Spanish airspace open after strike
Spain has placed striking air traffic controllers under military authority and threatened them with jail terms in an unprecedented emergency order to get planes back in the skies and clear chaotic airports clogged with irate travellers.
Hours after the order was issued at an emergency Cabinet meeting, officials said strikers were returning to work but that it could take up to two days before flights return to normal.
Spain got the all-clear from Eurocontrol, Europe's air traffic control agency, to reopen airspace which closed on Friday when the wildcat strike began, ruining the start of a long holiday weekend for hundreds of thousands of people.

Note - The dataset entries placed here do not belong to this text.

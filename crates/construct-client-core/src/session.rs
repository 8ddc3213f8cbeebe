//! Durable storage of the bearer token and the in-memory session built on it

use std::{
    collections::BTreeMap,
    fmt::Debug,
    sync::{Arc, Mutex},
};

use construct_shared::{
    const_config::client::{CLIENT_RESTORED_USERNAME, CLIENT_TOKEN_STORAGE_KEY},
    log_err_as_warn,
    session::Session,
    token::AuthToken,
    uac::Username,
};
use tracing::{info, warn};

/// Minimal string key/value store that survives restarts of the client
pub trait KeyValueStorage: Debug + Send {
    fn get(&self, key: &str) -> anyhow::Result<Option<String>>;
    fn set(&mut self, key: &str, value: &str) -> anyhow::Result<()>;
    fn remove(&mut self, key: &str) -> anyhow::Result<()>;
}

/// Storage that only lives as long as the process
///
/// Clones share the same values which lets tests inspect what was persisted.
#[derive(Debug, Clone, Default)]
pub struct MemoryStorage {
    values: Arc<Mutex<BTreeMap<String, String>>>,
}

impl MemoryStorage {
    pub fn with_value(key: &str, value: &str) -> Self {
        let result = Self::default();
        result
            .values
            .lock()
            .expect("mutex poisoned")
            .insert(key.to_string(), value.to_string());
        result
    }
}

impl KeyValueStorage for MemoryStorage {
    fn get(&self, key: &str) -> anyhow::Result<Option<String>> {
        Ok(self.values.lock().expect("mutex poisoned").get(key).cloned())
    }

    fn set(&mut self, key: &str, value: &str) -> anyhow::Result<()> {
        self.values
            .lock()
            .expect("mutex poisoned")
            .insert(key.to_string(), value.to_string());
        Ok(())
    }

    fn remove(&mut self, key: &str) -> anyhow::Result<()> {
        self.values.lock().expect("mutex poisoned").remove(key);
        Ok(())
    }
}

#[cfg(not(target_arch = "wasm32"))]
mod file_storage {
    use std::{collections::BTreeMap, path::PathBuf};

    use anyhow::Context as _;

    use super::KeyValueStorage;

    /// Stores all values as one RON map in a single file
    #[derive(Debug, Clone)]
    pub struct FileStorage {
        path: PathBuf,
    }

    impl FileStorage {
        pub fn new<P: Into<PathBuf>>(path: P) -> Self {
            Self { path: path.into() }
        }

        fn read_all(&self) -> anyhow::Result<BTreeMap<String, String>> {
            if !self.path.exists() {
                return Ok(BTreeMap::new());
            }
            let contents = std::fs::read_to_string(&self.path)
                .with_context(|| format!("failed to read storage file {:?}", self.path))?;
            if contents.trim().is_empty() {
                return Ok(BTreeMap::new());
            }
            ron::from_str(&contents)
                .with_context(|| format!("failed to parse storage file {:?}", self.path))
        }

        fn write_all(&self, values: &BTreeMap<String, String>) -> anyhow::Result<()> {
            if let Some(parent) = self.path.parent() {
                if !parent.as_os_str().is_empty() {
                    std::fs::create_dir_all(parent)
                        .with_context(|| format!("failed to create folder {parent:?}"))?;
                }
            }
            let contents = ron::ser::to_string_pretty(values, Default::default())
                .context("failed to serialize storage to ron")?;
            std::fs::write(&self.path, contents)
                .with_context(|| format!("failed to write storage file {:?}", self.path))
        }
    }

    impl KeyValueStorage for FileStorage {
        fn get(&self, key: &str) -> anyhow::Result<Option<String>> {
            Ok(self.read_all()?.remove(key))
        }

        fn set(&mut self, key: &str, value: &str) -> anyhow::Result<()> {
            let mut values = self.read_all()?;
            values.insert(key.to_string(), value.to_string());
            self.write_all(&values)
        }

        fn remove(&mut self, key: &str) -> anyhow::Result<()> {
            let mut values = self.read_all()?;
            if values.remove(key).is_some() {
                self.write_all(&values)?;
            }
            Ok(())
        }
    }
}

#[cfg(not(target_arch = "wasm32"))]
pub use file_storage::FileStorage;

/// Owns the current [`Session`] and keeps the token in durable storage in step
/// with it
#[derive(Debug)]
pub struct SessionStore {
    storage: Box<dyn KeyValueStorage>,
    session: Session,
}

impl SessionStore {
    /// Builds the session from what was persisted
    ///
    /// Never fails, storage that cannot be read is treated as holding no token.
    #[tracing::instrument]
    pub fn load(storage: Box<dyn KeyValueStorage>) -> Self {
        let stored = match storage.get(CLIENT_TOKEN_STORAGE_KEY) {
            Ok(stored) => stored,
            Err(e) => {
                warn!(?e, "failed to read stored token, starting logged out");
                None
            }
        };
        let session = match stored.filter(|token| !token.is_empty()) {
            Some(token) => {
                info!("restored session from storage");
                let username = Username::try_from(CLIENT_RESTORED_USERNAME)
                    .expect("test ensures placeholder username is valid");
                Session::authenticated(token.into(), username)
            }
            None => Session::unauthenticated(),
        };
        Self { storage, session }
    }

    pub fn session(&self) -> &Session {
        &self.session
    }

    #[tracing::instrument(skip(self))]
    pub fn save(&mut self, token: AuthToken, username: Username) {
        log_err_as_warn!(self.storage.set(CLIENT_TOKEN_STORAGE_KEY, token.as_str()));
        self.session = Session::authenticated(token, username);
    }

    #[tracing::instrument(skip(self))]
    pub fn clear(&mut self) {
        log_err_as_warn!(self.storage.remove(CLIENT_TOKEN_STORAGE_KEY));
        self.session = Session::unauthenticated();
    }

    pub(crate) fn set_loading(&mut self, is_loading: bool) {
        self.session.is_loading = is_loading;
    }
}

#[cfg(test)]
mod tests {
    use super::*;

    #[derive(Debug)]
    struct BrokenStorage;

    impl KeyValueStorage for BrokenStorage {
        fn get(&self, _: &str) -> anyhow::Result<Option<String>> {
            anyhow::bail!("disk on fire")
        }

        fn set(&mut self, _: &str, _: &str) -> anyhow::Result<()> {
            anyhow::bail!("disk on fire")
        }

        fn remove(&mut self, _: &str) -> anyhow::Result<()> {
            anyhow::bail!("disk on fire")
        }
    }

    #[test]
    fn load_without_token_is_unauthenticated() {
        // Act
        let store = SessionStore::load(Box::new(MemoryStorage::default()));

        // Assert
        assert_eq!(store.session(), &Session::unauthenticated());
    }

    #[test]
    fn load_with_token_restores_placeholder_user() {
        // Arrange
        let storage = MemoryStorage::with_value(CLIENT_TOKEN_STORAGE_KEY, "T");

        // Act
        let store = SessionStore::load(Box::new(storage));

        // Assert
        let session = store.session();
        assert_eq!(session.token, Some("T".into()));
        assert_eq!(session.username().unwrap().as_ref(), CLIENT_RESTORED_USERNAME);
        assert!(!session.is_loading);
    }

    #[test]
    fn load_with_unreadable_storage_is_unauthenticated() {
        let store = SessionStore::load(Box::new(BrokenStorage));
        assert_eq!(store.session(), &Session::unauthenticated());
    }

    #[test]
    fn save_then_clear_round_trip_through_storage() {
        // Arrange
        let storage = MemoryStorage::default();
        let mut store = SessionStore::load(Box::new(storage.clone()));

        // Act - Save
        store.save("T".into(), "bob".try_into().unwrap());

        // Assert - Persisted and authenticated
        assert_eq!(
            storage.get(CLIENT_TOKEN_STORAGE_KEY).unwrap().as_deref(),
            Some("T")
        );
        assert!(store.session().is_authenticated());

        // Act - Clear
        store.clear();

        // Assert - Removed and logged out
        assert!(storage.get(CLIENT_TOKEN_STORAGE_KEY).unwrap().is_none());
        assert_eq!(store.session(), &Session::unauthenticated());
    }

    #[test]
    fn storage_failures_do_not_stop_in_memory_updates() {
        let mut store = SessionStore::load(Box::new(BrokenStorage));

        store.save("T".into(), "bob".try_into().unwrap());
        assert!(store.session().is_authenticated());

        store.clear();
        assert!(!store.session().is_authenticated());
    }

    #[cfg(not(target_arch = "wasm32"))]
    #[test]
    fn file_storage_survives_reload() {
        // Arrange
        let path = std::env::temp_dir().join(format!(
            "construct-storage-{}-{}.ron",
            std::process::id(),
            chrono::Utc::now().timestamp_nanos_opt().unwrap_or_default()
        ));
        let mut store = SessionStore::load(Box::new(FileStorage::new(&path)));

        // Act
        store.save("persisted".into(), "bob".try_into().unwrap());
        let reloaded = SessionStore::load(Box::new(FileStorage::new(&path)));

        // Assert
        assert_eq!(reloaded.session().token, Some("persisted".into()));

        // Cleanup
        let _ = std::fs::remove_file(path);
    }
}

Many travellers stood shoulder-to-shoulder at airport terminals or slept anywhere they could, including hunching over abandoned customer service desks or against luggage trolleys.
The chaos served up yet another headache for a beleaguered Socialist government writhing at the centre of Europe's debt crisis and struggling to overcome recession as it trails badly in the polls with elections due in 2012.
A few flights have resumed at more than half a dozen airports including Madrid, Bilbao and Las Palmas in the Canary Islands, the civil aviation authority Aena said.
But development minister Jose Blanco said it will be a while before planes can start taking off and landing at normal levels in one of Europe's top tourist destinations and a sea of stranded passengers can make new travel arrangements. "We think that in 24 to 48 hours we can be back to normal if the air traffic controllers comply with the order and all of them work in line with their obligations," Mr Blanco told Spanish television.
Eurocontrol and the controllers' union USCA also said things were gradually getting back to normal after the government's threat of jail for defiant strikers.
In announcing the approval of a "state of alarm" after the emergency Cabinet meeting, Deputy Prime Minister Alfredo Perez Rubalcaba accused air traffic controllers of "blackmailing all of our citizens". He apologised to angry passengers who spent Friday night sleeping at airports.
The air traffic controllers launched their stoppage in the culmination of a long-running dispute with the government over working conditions, work schedules and benefits.